*** Opening GIVEN DATA ***

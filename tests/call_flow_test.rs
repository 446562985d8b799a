use anyhow::Result;
use async_trait::async_trait;
use std::sync::{Arc, Mutex};
use switchboard::callrecord::{CallDirection, CallRecord, HangupReason};
use switchboard::directory::ExtensionDirectory;
use switchboard::event::SignalingEvent;
use switchboard::orchestrator::{CallOrchestrator, SignalingTransport};
use switchboard::registry::{CallSessionRegistry, CallState};
use switchboard::routing::{RouteConditions, RouteRule, RouteTarget};
use switchboard::store::{
    MemoryRuleStore, MemorySubscriberStore, PhoneNumberAssignment, UserRecord, UserStatus,
};

#[derive(Default)]
struct RecordingTransport {
    ops: Mutex<Vec<String>>,
}

impl RecordingTransport {
    fn ops(&self) -> Vec<String> {
        self.ops.lock().unwrap().clone()
    }
}

#[async_trait]
impl SignalingTransport for RecordingTransport {
    async fn bridge(&self, extension: &str, vendor_call_id: &str) -> Result<()> {
        self.ops
            .lock()
            .unwrap()
            .push(format!("bridge {} {}", extension, vendor_call_id));
        Ok(())
    }

    async fn terminate(&self, vendor_call_id: &str) -> Result<()> {
        self.ops
            .lock()
            .unwrap()
            .push(format!("terminate {}", vendor_call_id));
        Ok(())
    }
}

struct TestHarness {
    orchestrator: CallOrchestrator,
    transport: Arc<RecordingTransport>,
    records: tokio::sync::mpsc::UnboundedReceiver<CallRecord>,
}

async fn harness() -> TestHarness {
    let _ = tracing_subscriber::fmt().with_test_writer().try_init();

    let subscribers = MemorySubscriberStore::new();
    subscribers
        .insert_user(
            "alice",
            UserRecord {
                extension: Some("1001".to_string()),
                status: UserStatus::Active,
            },
        )
        .await;
    subscribers
        .insert_user(
            "bob",
            UserRecord {
                extension: Some("1002".to_string()),
                status: UserStatus::Active,
            },
        )
        .await;
    subscribers
        .insert_phone_number(
            "pn-1",
            PhoneNumberAssignment::User {
                user_id: "alice".to_string(),
            },
        )
        .await;

    let rules = MemoryRuleStore::new(vec![RouteRule {
        name: "catch-all".to_string(),
        description: None,
        phone_number_id: "pn-1".to_string(),
        priority: 100,
        enabled: true,
        conditions: RouteConditions::default(),
        target: RouteTarget::User {
            user_id: "alice".to_string(),
        },
    }]);

    let directory = Arc::new(ExtensionDirectory::new());
    directory.register("alice", "1001");
    directory.register("bob", "1002");

    let transport = Arc::new(RecordingTransport::default());
    let (record_tx, record_rx) = tokio::sync::mpsc::unbounded_channel();

    let orchestrator = CallOrchestrator::new(
        Arc::new(CallSessionRegistry::new()),
        directory,
        Arc::new(rules),
        Arc::new(subscribers),
        transport.clone(),
    )
    .with_callrecord_sender(record_tx);

    TestHarness {
        orchestrator,
        transport,
        records: record_rx,
    }
}

#[tokio::test]
async fn test_inbound_call_is_routed_bridged_and_completed() {
    let mut h = harness().await;

    let session = h
        .orchestrator
        .handle_inbound_call("pn-1", "+15551234567", "CA001")
        .await
        .unwrap()
        .expect("expected a routed session");
    assert_eq!(session.state, CallState::Ringing);
    assert_eq!(h.transport.ops(), vec!["bridge 1001 CA001"]);

    let registry = h.orchestrator.registry();
    let by_vendor = registry.get_by_vendor_id("CA001").unwrap();
    assert_eq!(by_vendor.call_id, session.call_id);

    h.orchestrator
        .handle_event(SignalingEvent::Answered {
            call_id: session.call_id.clone(),
        })
        .await
        .unwrap();
    assert_eq!(
        registry.get_by_id(&session.call_id).unwrap().state,
        CallState::Connected
    );

    h.orchestrator
        .handle_event(SignalingEvent::Completed {
            call_id: session.call_id.clone(),
        })
        .await
        .unwrap();
    assert_eq!(registry.count(), 0);
    assert!(registry.get_by_vendor_id("CA001").is_none());

    let record = h.records.try_recv().unwrap();
    assert_eq!(record.call_id, session.call_id);
    assert_eq!(record.direction, CallDirection::Inbound);
    assert_eq!(record.caller, "+15551234567");
    assert_eq!(record.callee, "alice");
    assert_eq!(record.hangup_reason, HangupReason::ByCaller);
    assert!(record.answer_time.is_some());
}

#[tokio::test]
async fn test_inbound_call_without_route_is_not_bridged() {
    let h = harness().await;

    let outcome = h
        .orchestrator
        .handle_inbound_call("pn-unknown", "+15551234567", "CA002")
        .await
        .unwrap();
    assert!(outcome.is_none());
    assert!(h.transport.ops().is_empty());
    assert_eq!(h.orchestrator.registry().count(), 0);
}

#[tokio::test]
async fn test_duplicate_vendor_call_id_is_rejected() {
    let h = harness().await;

    h.orchestrator
        .handle_inbound_call("pn-1", "+15551234567", "CA003")
        .await
        .unwrap()
        .unwrap();
    let err = h
        .orchestrator
        .handle_inbound_call("pn-1", "+15559876543", "CA003")
        .await
        .unwrap_err();
    assert!(err.to_string().contains("Vendor call id"));

    // the original session survives the rejected duplicate
    let survivor = h.orchestrator.registry().get_by_vendor_id("CA003").unwrap();
    assert_eq!(survivor.state, CallState::Ringing);
}

#[tokio::test]
async fn test_rejected_inbound_call_terminates_vendor_leg() {
    let mut h = harness().await;

    let session = h
        .orchestrator
        .handle_inbound_call("pn-1", "+15551234567", "CA004")
        .await
        .unwrap()
        .unwrap();

    h.orchestrator
        .handle_event(SignalingEvent::Rejected {
            call_id: session.call_id.clone(),
        })
        .await
        .unwrap();

    assert_eq!(h.orchestrator.registry().count(), 0);
    assert_eq!(
        h.transport.ops(),
        vec!["bridge 1001 CA004", "terminate CA004"]
    );
    let record = h.records.try_recv().unwrap();
    assert_eq!(record.hangup_reason, HangupReason::Rejected);
    assert!(record.answer_time.is_none());
}

#[tokio::test]
async fn test_late_events_for_finished_call_are_noops() {
    let h = harness().await;

    let session = h
        .orchestrator
        .handle_inbound_call("pn-1", "+15551234567", "CA005")
        .await
        .unwrap()
        .unwrap();

    h.orchestrator
        .handle_event(SignalingEvent::Completed {
            call_id: session.call_id.clone(),
        })
        .await
        .unwrap();

    // redelivered and racing events must not error or resurrect the call
    h.orchestrator
        .handle_event(SignalingEvent::Completed {
            call_id: session.call_id.clone(),
        })
        .await
        .unwrap();
    h.orchestrator
        .handle_event(SignalingEvent::Answered {
            call_id: session.call_id.clone(),
        })
        .await
        .unwrap();
    assert_eq!(h.orchestrator.registry().count(), 0);
}

#[tokio::test]
async fn test_internal_dial_and_busy_destination() {
    let h = harness().await;

    let session = h
        .orchestrator
        .dial_internal("alice", "1002")
        .await
        .unwrap()
        .expect("bob should be reachable");
    assert_eq!(session.state, CallState::Ringing);
    assert!(h.orchestrator.registry().is_party_in_call("bob"));

    // bob is now busy
    let second = h.orchestrator.dial_internal("alice", "1002").await.unwrap();
    assert!(second.is_none());

    // unknown extension
    let third = h.orchestrator.dial_internal("alice", "9999").await.unwrap();
    assert!(third.is_none());
}

#[tokio::test]
async fn test_vendor_status_callbacks_drive_state() {
    let mut h = harness().await;

    let session = h
        .orchestrator
        .handle_inbound_call("pn-1", "+15551234567", "CA006")
        .await
        .unwrap()
        .unwrap();
    let registry = h.orchestrator.registry().clone();

    h.orchestrator
        .handle_event(SignalingEvent::StatusChanged {
            call_id: session.call_id.clone(),
            status: "connecting".to_string(),
        })
        .await
        .unwrap();
    assert_eq!(
        registry.get_by_id(&session.call_id).unwrap().state,
        CallState::Connecting
    );

    h.orchestrator
        .handle_event(SignalingEvent::StatusChanged {
            call_id: session.call_id.clone(),
            status: "in-progress".to_string(),
        })
        .await
        .unwrap();
    assert_eq!(
        registry.get_by_id(&session.call_id).unwrap().state,
        CallState::Connected
    );

    h.orchestrator
        .handle_event(SignalingEvent::StatusChanged {
            call_id: session.call_id.clone(),
            status: "completed".to_string(),
        })
        .await
        .unwrap();
    assert_eq!(registry.count(), 0);
    let record = h.records.try_recv().unwrap();
    assert_eq!(record.hangup_reason, HangupReason::ByCallee);
}

#[tokio::test]
async fn test_party_disconnect_abandons_active_call() {
    let mut h = harness().await;

    h.orchestrator
        .handle_inbound_call("pn-1", "+15551234567", "CA007")
        .await
        .unwrap()
        .unwrap();

    h.orchestrator
        .handle_event(SignalingEvent::PartyDisconnected {
            party: "alice".to_string(),
        })
        .await
        .unwrap();

    assert_eq!(h.orchestrator.registry().count(), 0);
    assert!(h
        .orchestrator
        .directory()
        .lookup_extension_by_party("alice")
        .is_none());
    assert!(h.transport.ops().contains(&"terminate CA007".to_string()));
    let record = h.records.try_recv().unwrap();
    assert_eq!(record.hangup_reason, HangupReason::BySystem);
}

#[tokio::test]
async fn test_serve_loop_processes_events() {
    let h = harness().await;
    let registry = h.orchestrator.registry().clone();
    let directory = h.orchestrator.directory().clone();

    let (event_tx, event_rx) = tokio::sync::mpsc::unbounded_channel();
    event_tx
        .send(SignalingEvent::PartyConnected {
            party: "carol".to_string(),
            extension: "1003".to_string(),
        })
        .unwrap();
    event_tx
        .send(SignalingEvent::InboundCall {
            phone_number_id: "pn-1".to_string(),
            caller_number: "+15551234567".to_string(),
            vendor_call_id: "CA008".to_string(),
        })
        .unwrap();
    drop(event_tx);

    // channel closure drains the queue and exits the loop
    h.orchestrator.serve(event_rx).await;

    assert_eq!(
        directory.lookup_party_by_extension("1003"),
        Some("carol".to_string())
    );
    assert!(registry.get_by_vendor_id("CA008").is_some());
}

#[tokio::test]
async fn test_hangup_is_idempotent() {
    let mut h = harness().await;

    let session = h
        .orchestrator
        .handle_inbound_call("pn-1", "+15551234567", "CA009")
        .await
        .unwrap()
        .unwrap();

    h.orchestrator
        .hangup(&session.call_id, HangupReason::ByCallee)
        .await;
    h.orchestrator
        .hangup(&session.call_id, HangupReason::ByCallee)
        .await;

    assert_eq!(h.orchestrator.registry().count(), 0);
    assert!(h.records.try_recv().is_ok());
    assert!(h.records.try_recv().is_err());
}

*** Closing GIVEN DATA ***

* TASK TO CARRY OUT *
From the start of the data to the line that holds "impl SignalingTransport for", retype each line exactly, with both ends included.

* FINAL ANSWER *
filename tests/call_flow_test.rs
repository 446562985d8b799a
use anyhow::Result;
use async_trait::async_trait;
use std::sync::{Arc, Mutex};
use switchboard::callrecord::{CallDirection, CallRecord, HangupReason};
use switchboard::directory::ExtensionDirectory;
use switchboard::event::SignalingEvent;
use switchboard::orchestrator::{CallOrchestrator, SignalingTransport};
use switchboard::registry::{CallSessionRegistry, CallState};
use switchboard::routing::{RouteConditions, RouteRule, RouteTarget};
use switchboard::store::{
    MemoryRuleStore, MemorySubscriberStore, PhoneNumberAssignment, UserRecord, UserStatus,
};

#[derive(Default)]
struct RecordingTransport {
    ops: Mutex<Vec<String>>,
}

impl RecordingTransport {
    fn ops(&self) -> Vec<String> {
        self.ops.lock().unwrap().clone()
    }
}

#[async_trait]
impl SignalingTransport for RecordingTransport {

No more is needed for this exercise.